N’essuie jamais de larmes sans gants de Jonas GardellKärleken (20/07/2012)
Traduit par Jean-Baptiste Coursaud et Lena Grumbach
Parution le 07/09/2016 aux
Editions Gaïa592 pages
Présentation de l’éditeur : Rasmus quitte enfin la Suède profonde pour Stockholm où il va pouvoir être lui-même et ne plus se faire traiter de pédé mais l’être vraiment. Benjamin vit dans les préceptes et le prosélytisme inculqué par ses parents. Sa conviction vacille le jour où Paul, qu’il est venu démarcher, l’accueille avec simplicité et bienveillance, et lui lance « Tu le sais, au moins, que tu es homosexuel ? » Rasmus et Benjamin vont s’aimer, et l’un d’eux va mourir, comme tant d’autres. Ils étaient pleins de vie, une bande d’amis qui s’étaient choisis comme famille. Ils commençaient à être libres lorsque les premiers malades séropositifs au VIH furent condamnés à l’isolement.
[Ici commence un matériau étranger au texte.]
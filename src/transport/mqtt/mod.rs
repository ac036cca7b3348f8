//! MQTT v5 broker transport
//!
//! Pure decisions are kept apart from I/O:
//!
//! - [`connection`] - broker options, reconnection policy and topic mapping
//! - [`message_handler`] - classification of broker events
//! - [`supervision`] - reconnection policy and state transitions
//! - [`client`] - the rumqttc client, supervisor task and subscriptions
//!
//! ```rust,no_run
//! use agentbus::config::AgentConfig;
//! use agentbus::transport::{MqttTransport, Transport};
//!
//! # async fn run(config: AgentConfig) -> Result<(), Box<dyn std::error::Error>> {
//! let transport = MqttTransport::new(&config.agent.name, config.bus.clone())?;
//! transport.connect().await?;
//! let mut inbound = transport.subscribe("timon").await?;
//! while let Some(message) = inbound.recv().await {
//!     println!("{} bytes on {}", message.payload.len(), message.topic);
//! }
//! # Ok(())
//! # }
//! ```

pub mod client;
pub mod connection;
pub mod message_handler;
pub mod supervision;

pub use client::MqttTransport;
pub use connection::{ReconnectConfig, TopicMapper};
pub use message_handler::{EventRoute, MessageHandler};
pub use supervision::{BrokerSignal, ReconnectStep};
//! agentbus - agent process entry point

use agentbus::config::AgentConfig;
use agentbus::observability::init_default_logging;
use agentbus::{AgentError, AgentResult, AgentRuntime};
use clap::{Parser, Subcommand};
use std::path::PathBuf;
use std::process;
use tracing::{error, info};

const DEFAULT_CONFIG_PATHS: [&str; 2] = ["agentbus.toml", "config/agentbus.toml"];

/// Reliable pub/sub bus and workflow runtime for cooperating agents
#[derive(Parser)]
#[command(name = "agentbus")]
#[command(version)]
struct Cli {
    /// Configuration file path
    #[arg(short, long, value_name = "FILE", env = "AGENTBUS_CONFIG")]
    config: Option<PathBuf>,

    #[command(subcommand)]
    command: Commands,
}

#[derive(Subcommand)]
enum Commands {
    /// Run the agent until SIGINT or SIGTERM
    Run,
    /// Validate the configuration
    Config {
        /// Print the parsed configuration
        #[arg(long)]
        show: bool,
    },
}

#[tokio::main]
async fn main() {
    let cli = Cli::parse();
    init_default_logging();

    let result = match load_configuration(cli.config.as_ref()) {
        Ok(config) => match cli.command {
            Commands::Run => run_agent(config).await,
            Commands::Config { show } => handle_config_command(&config, show),
        },
        Err(e) => Err(e),
    };

    if let Err(e) = result {
        error!(error = %e.sanitized_message(), "agentbus failed");
        process::exit(1);
    }
}

fn load_configuration(path: Option<&PathBuf>) -> AgentResult<AgentConfig> {
    if let Some(path) = path {
        info!(path = %path.display(), "Loading configuration");
        return Ok(AgentConfig::load_from_file(path)?);
    }

    for candidate in DEFAULT_CONFIG_PATHS {
        let path = PathBuf::from(candidate);
        if path.exists() {
            info!(path = %path.display(), "Loading configuration");
            return Ok(AgentConfig::load_from_file(&path)?);
        }
    }

    Err(AgentError::internal(
        "No configuration file found; pass -c/--config or create agentbus.toml",
    ))
}

async fn run_agent(config: AgentConfig) -> AgentResult<()> {
    info!(
        agent = %config.agent.name,
        version = env!("CARGO_PKG_VERSION"),
        "Starting agentbus"
    );

    let mut runtime = AgentRuntime::build(config).await?;
    runtime.start().await?;

    wait_for_shutdown_signal().await?;

    runtime.shutdown().await?;
    info!("agentbus shutdown complete");
    Ok(())
}

#[cfg(unix)]
async fn wait_for_shutdown_signal() -> AgentResult<()> {
    use tokio::signal::unix::{signal, SignalKind};

    let mut sigint = signal(SignalKind::interrupt())
        .map_err(|e| AgentError::internal(format!("Cannot install SIGINT handler: {e}")))?;
    let mut sigterm = signal(SignalKind::terminate())
        .map_err(|e| AgentError::internal(format!("Cannot install SIGTERM handler: {e}")))?;

    tokio::select! {
        _ = sigint.recv() => info!("Received SIGINT, shutting down"),
        _ = sigterm.recv() => info!("Received SIGTERM, shutting down"),
    }
    Ok(())
}

#[cfg(not(unix))]
async fn wait_for_shutdown_signal() -> AgentResult<()> {
    tokio::signal::ctrl_c()
        .await
        .map_err(|e| AgentError::internal(format!("Cannot listen for ctrl-c: {e}")))?;
    info!("Received ctrl-c, shutting down");
    Ok(())
}

fn handle_config_command(config: &AgentConfig, show: bool) -> AgentResult<()> {
    if show {
        let rendered = toml::to_string_pretty(config)
            .map_err(|e| AgentError::internal(format!("Cannot render configuration: {e}")))?;
        println!("{rendered}");
    }
    info!(
        agent = %config.agent.name,
        workflows = config.workflows.len(),
        rulers = config.rulers.len(),
        "Configuration is valid"
    );
    Ok(())
}
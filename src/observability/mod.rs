//! Structured logging and in-process metrics

pub mod logging;
pub mod metrics;

pub use logging::{init_default_logging, init_logging, LogFormat};
pub use metrics::{metrics, MetricsCollector, MetricsSnapshot, TaskOutcome};

// Span macros for structured logging
pub use logging::{bus_span, workflow_span};
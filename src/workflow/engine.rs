//! Workflow scheduler
//!
//! One actor task owns every template and running instance. Commands arrive on
//! an mpsc queue, timers live in a `BTreeMap` wheel, and task transitions are
//! processed from an internal work queue so that nothing recurses. Side
//! effects (bus emissions, history writes) go through a single FIFO worker, so
//! the scheduler never waits on I/O.

use super::instance::{InstanceState, TaskExecution, TaskState, WorkflowInstance};
use super::task::{run_factory, TaskError, TaskSpec};
use super::template::{CompiledTemplate, WorkflowTemplate, WorkflowValidationError};
use crate::bus::Bus;
use crate::history::{HistoryError, HistoryStore, InstanceRecord};
use crate::observability::metrics::{metrics, TaskOutcome};
use crate::protocol::{payload_from_value, Payload};
use crate::rules::{LookupEntry, RegexEntry, RegistryError, RuleRegistry, RulerConfig};
use async_trait::async_trait;
use serde_json::{json, Value};
use std::collections::{BTreeMap, BTreeSet, HashMap, VecDeque};
use std::ops::ControlFlow;
use std::sync::Arc;
use std::time::Duration;
use thiserror::Error;
use tokio::sync::{mpsc, oneshot};
use tokio::task::JoinHandle;
use tokio::time::{sleep_until, timeout, Instant};
use tracing::{debug, info, warn};
use uuid::Uuid;

pub const COMMAND_CHANNEL_CAPACITY: usize = 256;
pub const HISTORY_WRITE_TIMEOUT: Duration = Duration::from_secs(5);
/// Instance state changes are published under this prefix
pub const INSTANCE_TOPIC_PREFIX: &str = "workflow/instances";

pub fn instance_topic(id: Uuid) -> String {
    format!("{INSTANCE_TOPIC_PREFIX}/{id}")
}

#[derive(Debug, Error)]
pub enum EngineError {
    #[error("Unknown template '{0}'")]
    UnknownTemplate(String),
    #[error("Unknown instance {0}")]
    UnknownInstance(Uuid),
    #[error(transparent)]
    Validation(#[from] WorkflowValidationError),
    #[error("Instance {0} is already terminal")]
    AlreadyTerminal(Uuid),
    #[error("History lookup failed: {0}")]
    History(#[from] HistoryError),
    #[error(transparent)]
    Registry(#[from] RegistryError),
    #[error("Workflow engine stopped")]
    Stopped,
}

/// Where the engine publishes instance states and publish-task payloads
#[async_trait]
pub trait EventSink: Send + Sync {
    async fn emit(&self, topic: &str, payload: Payload) -> Result<(), String>;
}

#[async_trait]
impl EventSink for Bus {
    async fn emit(&self, topic: &str, payload: Payload) -> Result<(), String> {
        self.publish(topic, payload)
            .await
            .map(|_| ())
            .map_err(|e| e.to_string())
    }
}

enum Command {
    RegisterTemplate {
        template: WorkflowTemplate,
        replace: bool,
        reply: oneshot::Sender<Result<WorkflowTemplate, EngineError>>,
    },
    Templates {
        reply: oneshot::Sender<Vec<WorkflowTemplate>>,
    },
    RemoveTemplate {
        id: String,
        reply: oneshot::Sender<Option<WorkflowTemplate>>,
    },
    PutRegex {
        entry: RegexEntry,
        reply: oneshot::Sender<Result<(), EngineError>>,
    },
    PutLookup {
        entry: LookupEntry,
        reply: oneshot::Sender<Result<(), EngineError>>,
    },
    RemoveRegex {
        id: String,
        reply: oneshot::Sender<Option<RegexEntry>>,
    },
    RemoveLookup {
        id: String,
        reply: oneshot::Sender<Option<LookupEntry>>,
    },
    Registry {
        reply: oneshot::Sender<RuleRegistry>,
    },
    Instantiate {
        template_id: String,
        payload: Payload,
        reply: oneshot::Sender<Result<WorkflowInstance, EngineError>>,
    },
    Trigger {
        template_id: String,
        payload: Payload,
        require: Vec<String>,
        reply: oneshot::Sender<Result<WorkflowInstance, EngineError>>,
    },
    Cancel {
        id: Uuid,
        reply: oneshot::Sender<Result<WorkflowInstance, EngineError>>,
    },
    Get {
        id: Uuid,
        reply: oneshot::Sender<Option<InstanceRecord>>,
    },
    List {
        reply: oneshot::Sender<Vec<WorkflowInstance>>,
    },
    Watch {
        id: Uuid,
        reply: oneshot::Sender<Option<WorkflowInstance>>,
    },
    Flush {
        reply: oneshot::Sender<()>,
    },
    Shutdown {
        reply: oneshot::Sender<()>,
    },
}

enum Effect {
    Emit {
        topic: String,
        payload: Payload,
        /// Publish task waiting on the outcome
        completion: Option<(Uuid, String)>,
    },
    Record(Box<InstanceRecord>),
    Notify {
        waiter: oneshot::Sender<Option<WorkflowInstance>>,
        instance: WorkflowInstance,
    },
    Sync(oneshot::Sender<()>),
}

struct Completion {
    instance: Uuid,
    task: String,
    result: Result<(), TaskError>,
}

enum Step {
    Start { instance: Uuid, task: String },
    Complete {
        instance: Uuid,
        task: String,
        result: Result<(), TaskError>,
    },
    Skip { instance: Uuid, task: String },
}

#[derive(Debug, Clone, Copy, PartialEq, Eq)]
enum TimerKind {
    SleepDone,
    JoinTimeout,
    NestedTimeout,
}

struct Timer {
    instance: Uuid,
    task: String,
    kind: TimerKind,
}

type TimerKey = (Instant, u64);

struct ActiveInstance {
    instance: WorkflowInstance,
    template: Arc<CompiledTemplate>,
    executions: HashMap<String, TaskExecution>,
    started: HashMap<String, Instant>,
    timers: HashMap<String, TimerKey>,
    waiters: Vec<oneshot::Sender<Option<WorkflowInstance>>>,
}

impl ActiveInstance {
    fn new(instance: WorkflowInstance, template: Arc<CompiledTemplate>) -> Self {
        Self {
            instance,
            template,
            executions: HashMap::new(),
            started: HashMap::new(),
            timers: HashMap::new(),
            waiters: Vec::new(),
        }
    }

    fn state_of(&self, task: &str) -> Option<TaskState> {
        self.executions.get(task).map(|e| e.state)
    }

    fn record(&self) -> InstanceRecord {
        let executions = self
            .template
            .order
            .iter()
            .filter_map(|task| self.executions.get(task).cloned())
            .collect();
        InstanceRecord::full(self.instance.clone(), &self.template.template, executions)
    }
}

fn state_payload(instance: &WorkflowInstance) -> Payload {
    payload_from_value(json!({
        "type": "instance",
        "state": instance.state,
        "template": instance.template_id,
        "instance_id": instance.id.to_string(),
        "title": instance.title,
        "root": instance.root,
        "start": instance.start.to_rfc3339(),
        "end": instance.end.map(|end| end.to_rfc3339()),
    }))
}

async fn wait_until(deadline: Option<Instant>) {
    match deadline {
        Some(deadline) => sleep_until(deadline).await,
        None => std::future::pending().await,
    }
}

/// Handle to the scheduler actor
#[derive(Clone)]
pub struct WorkflowEngine {
    commands: mpsc::Sender<Command>,
    history: Arc<dyn HistoryStore>,
}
Pour la première fois en France, LE roman suédois sur les années sida, une épidémie mortelle inconnue, face à la quelle toutes les politiques sociales ou sanitaires échouèrent.
Mon avisL'amour, la maladie, la mort…
Tel est le chemin tracé pour un homosexuel à Stockholm au moment de l’apparition du « cancer gay« , le sida, et partout ailleurs dans le monde j’imagine. Ajoutez à cela le déni, l’exclusion, le rejet, l’humiliation et le tableau sera complet.
Début des années 80 : Rasmus débarque à Stockholm où il peut enfin vivre son homosexualité, où il se sent enfin chez lui.
- Citation :
- Vous deviez voyager si loin pour arriver enfin chez vous.
Là, il rencontrera Paul, Bengt, Reine mais surtout Benjamin, l’amour de sa vie, un témoin de Jéhovah tentant de concilier sa foi avec ce qu’il est au fond de lui, un homosexuel. Benjamin a ce désir simple qui lui est pourtant interdit par sa religion :
- Citation :
- Je veux dans ma vie pouvoir aimer quelqu'un qui m'aime.
Certaines familles acceptent l’homosexualité de leur enfant par amour pour lui et par peur de le perdre, d’autres rejettent en bloc la situation, comme si leur fils n’existait pas, d’autres encore ne sauront jamais rien et leur enfant mourra dans l’isolement et la solitude.
Jonas Gardell use de flashbacks ainsi que de l’alternance entre les points de vue, nous promène d’une époque à une autre, d’un personnage à un autre, et entrecoupe son récit de faits historiques, d’extraits d’essais ou d’articles de journaux écrits sur le sida, au moment de son émergence ou plus tard.
Il jette ainsi un éclairage factuel sur la manière dont la société, influencée par les médias, a perçu cette maladie et la vision des homosexuels qui en découle. Il nous donne également des informations sur le traitement des gays à travers l’Histoire, j’ai été notamment assez choquée par leur sort dans les camps de concentration, pire que celui réservé aux juifs, si l’on se peut se permettre une échelle dans l’horreur.
Certaines scènes reviennent plusieurs fois dans le roman, prennent valeur de symbole : celle de l’apparition de l’élan blanc par exemple.
J’ai aimé la symétrie entre le titre, expliqué dès les premières pages, et l’extrait de la Bible que Benjamin récite à Rasmus :
- Citation :
- Et il essuiera toute larme de leurs yeux, et la mort ne sera plus ; ni deuil, ni cri, ni douleur ne seront plus.
Je referme ce livre bouleversée et me rends compte soudain que mes personnages de fiction favoris se trouvent être des homosexuels : Fenno, Danny Upshaw et maintenant Benjamin…
Cette histoire, c’est celle de Benjamin, c’est celle de Rasmus, de Paul, de Bengt mais aussi de tous les homosexuels en Suède dans les années 80.
- Citation :
- Ils se tiendront là pour toujours, Rasmus et Bengt, nus, jeunes, avec leur coprs musclé et bronzé, en cet instant de liberté et de bonheur, alors que rien ne saurait les vaincre.